About your ca, if you know that all your components (browsers and/or applications) that will be involved will have good PKCS#1 implementation, then you should be ok with exponent of 3, or even exponent of 1, in fact it will make your public key operations (encrypt, verify) faster. And if your components don't have PKCS#1 then you have much more to worry about even with bigger exponents.
For example the standard OpenSSL RSA signature is RSA+PKCS#1, and i think must other standard implementations as well.

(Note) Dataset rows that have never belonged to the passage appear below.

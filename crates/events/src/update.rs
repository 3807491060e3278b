//! Job status update messages and their validated decoding.
//!
//! Every payload coming off the wire goes through [`JobUpdate::from_value`];
//! the rest of the client only ever sees the typed form.

use chrono::Utc;
use serde::{Deserialize, Serialize};
use serde_json::Value;
use thiserror::Error;

use tellmemo_core::{Job, JobId, JobResult, JobStatus, ProjectId};

#[derive(Debug, Error, Clone, PartialEq)]
pub enum DecodeError {
    #[error("malformed payload: {0}")]
    Malformed(String),
    #[error("missing field: {0}")]
    MissingField(&'static str),
    #[error("unknown job status: {0}")]
    UnknownStatus(String),
    #[error("progress out of range: {0}")]
    ProgressOutOfRange(f64),
    #[error("invalid result payload: {0}")]
    InvalidResult(String),
}

/// Status snapshot for one job, as emitted by the job update channel.
#[derive(Debug, Clone, PartialEq, Serialize)]
pub struct JobUpdate {
    pub job_id: JobId,
    pub status: JobStatus,
    /// Fraction done, 0.0..=1.0.
    pub progress: f64,
    #[serde(skip_serializing_if = "Option::is_none")]
    pub result: Option<JobResult>,
    /// Set when the backend moved the job to another (possibly new) project.
    #[serde(skip_serializing_if = "Option::is_none")]
    pub project_id: Option<ProjectId>,
    #[serde(skip_serializing_if = "Option::is_none")]
    pub current_step: Option<String>,
    #[serde(skip_serializing_if = "Option::is_none")]
    pub error_message: Option<String>,
}

/// Loose wire shape; validated into [`JobUpdate`].
#[derive(Debug, Deserialize)]
struct RawJobUpdate {
    #[serde(default)]
    job_id: Option<String>,
    #[serde(default)]
    status: Option<String>,
    #[serde(default)]
    progress: Option<f64>,
    #[serde(default)]
    result: Option<Value>,
    #[serde(default)]
    project_id: Option<String>,
    #[serde(default)]
    current_step: Option<String>,
    #[serde(default, alias = "error")]
    error_message: Option<String>,
}

impl JobUpdate {
    pub fn new(job_id: impl Into<JobId>, status: JobStatus) -> Self {
        let progress = if status == JobStatus::Completed { 1.0 } else { 0.0 };
        Self {
            job_id: job_id.into(),
            status,
            progress,
            result: None,
            project_id: None,
            current_step: None,
            error_message: None,
        }
    }

    pub fn with_progress(mut self, progress: f64) -> Self {
        self.progress = progress;
        self
    }

    pub fn with_result(mut self, result: impl Into<JobResult>) -> Self {
        self.result = Some(result.into());
        self
    }

    pub fn with_project(mut self, project_id: impl Into<ProjectId>) -> Self {
        self.project_id = Some(project_id.into());
        self
    }

    pub fn with_step(mut self, step: impl Into<String>) -> Self {
        self.current_step = Some(step.into());
        self
    }

    pub fn with_error(mut self, message: impl Into<String>) -> Self {
        self.error_message = Some(message.into());
        self
    }

    /// Decode a JSON text payload.
    pub fn from_json(text: &str) -> Result<Self, DecodeError> {
        let value: Value =
            serde_json::from_str(text).map_err(|e| DecodeError::Malformed(e.to_string()))?;
        Self::from_value(value)
    }

    /// Validate a loosely-typed payload.
    ///
    /// A missing progress defaults to 1.0 for `completed` and 0.0 otherwise.
    pub fn from_value(value: Value) -> Result<Self, DecodeError> {
        let raw: RawJobUpdate =
            serde_json::from_value(value).map_err(|e| DecodeError::Malformed(e.to_string()))?;

        let job_id = raw
            .job_id
            .filter(|id| !id.trim().is_empty())
            .ok_or(DecodeError::MissingField("job_id"))?;
        let status_text = raw.status.ok_or(DecodeError::MissingField("status"))?;
        let status: JobStatus = status_text
            .parse()
            .map_err(|_| DecodeError::UnknownStatus(status_text.clone()))?;

        let progress = match raw.progress {
            Some(p) if !p.is_finite() || !(0.0..=1.0).contains(&p) => {
                return Err(DecodeError::ProgressOutOfRange(p));
            }
            Some(p) => p,
            None if status == JobStatus::Completed => 1.0,
            None => 0.0,
        };

        let result = match raw.result {
            None | Some(Value::Null) => None,
            Some(v) => Some(
                JobResult::from_value(v).map_err(|e| DecodeError::InvalidResult(e.to_string()))?,
            ),
        };

        Ok(Self {
            job_id: JobId::from(job_id.as_str()),
            status,
            progress,
            result,
            project_id: raw
                .project_id
                .filter(|id| !id.trim().is_empty())
                .map(|id| ProjectId::from(id.as_str())),
            current_step: raw.current_step,
            error_message: raw.error_message,
        })
    }

    /// Project the event points at, if any: the update-level id first, then
    /// the one inside the result payload.
    pub fn reported_project(&self) -> Option<&ProjectId> {
        self.project_id
            .as_ref()
            .or_else(|| self.result.as_ref().and_then(|r| r.project_id.as_ref()))
    }

    /// Replace the job's snapshot with this update.
    ///
    /// A missing result keeps the previous one; everything else is overwritten.
    pub fn apply_to(&self, job: &mut Job) {
        job.status = self.status;
        job.progress = self.progress;
        if let Some(result) = &self.result {
            job.result = Some(result.clone());
        }
        if let Some(project) = self.reported_project() {
            job.project_id = project.clone();
        }
        job.current_step = self.current_step.clone();
        job.error_message = self.error_message.clone();
        job.updated_at = Utc::now();
    }
}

However I did see some government documents claiming that even 65537 is not enough, and they recommend even bigger, but I think a lot of that is politics.I know that a lot of people here will disagree but, just do the research and if you know the components involved have good PKCS#1 you should be fine with small public exponents.
Anyone that has a good reason to say this is wrong with details, I would love to hear that.
Joe Gluck
On 9/6/06, Dr. Stephen Henson <[EMAIL PROTECTED]> wrote:
On Wed, Sep 06, 2006, Hagai Yaffe wrote:
>
> I have read the advisory an I am a bit puzzled regarding the there are
> CAs using exponent 3 in wide use comment, I have tried to check and
> could not found any CA using this exponent, all the CA's I have seen are
> using 0x10001 (CA's I have generate by OpenSSL using default values,
> world wide trusted CA's such as VeriSign and Thawte etc..), I understand
> that specifying CA's using exponent 3 will give specific targets to
> malicious people and that is defiantly not a good idea, how ever I would
> like to try and better understand the range of the problem, are only
> old CA's using exponent 3 ?
>
> Could anyone elaborate some on this?
>
I don't want to name names here but a brief study I did revealed 8 public CA
root certificates which used exponent 3.
Steve.
--
Dr Stephen N. Henson. Email, S/MIME and PGP keys: see homepage
OpenSSL project core developer and freelance consultant.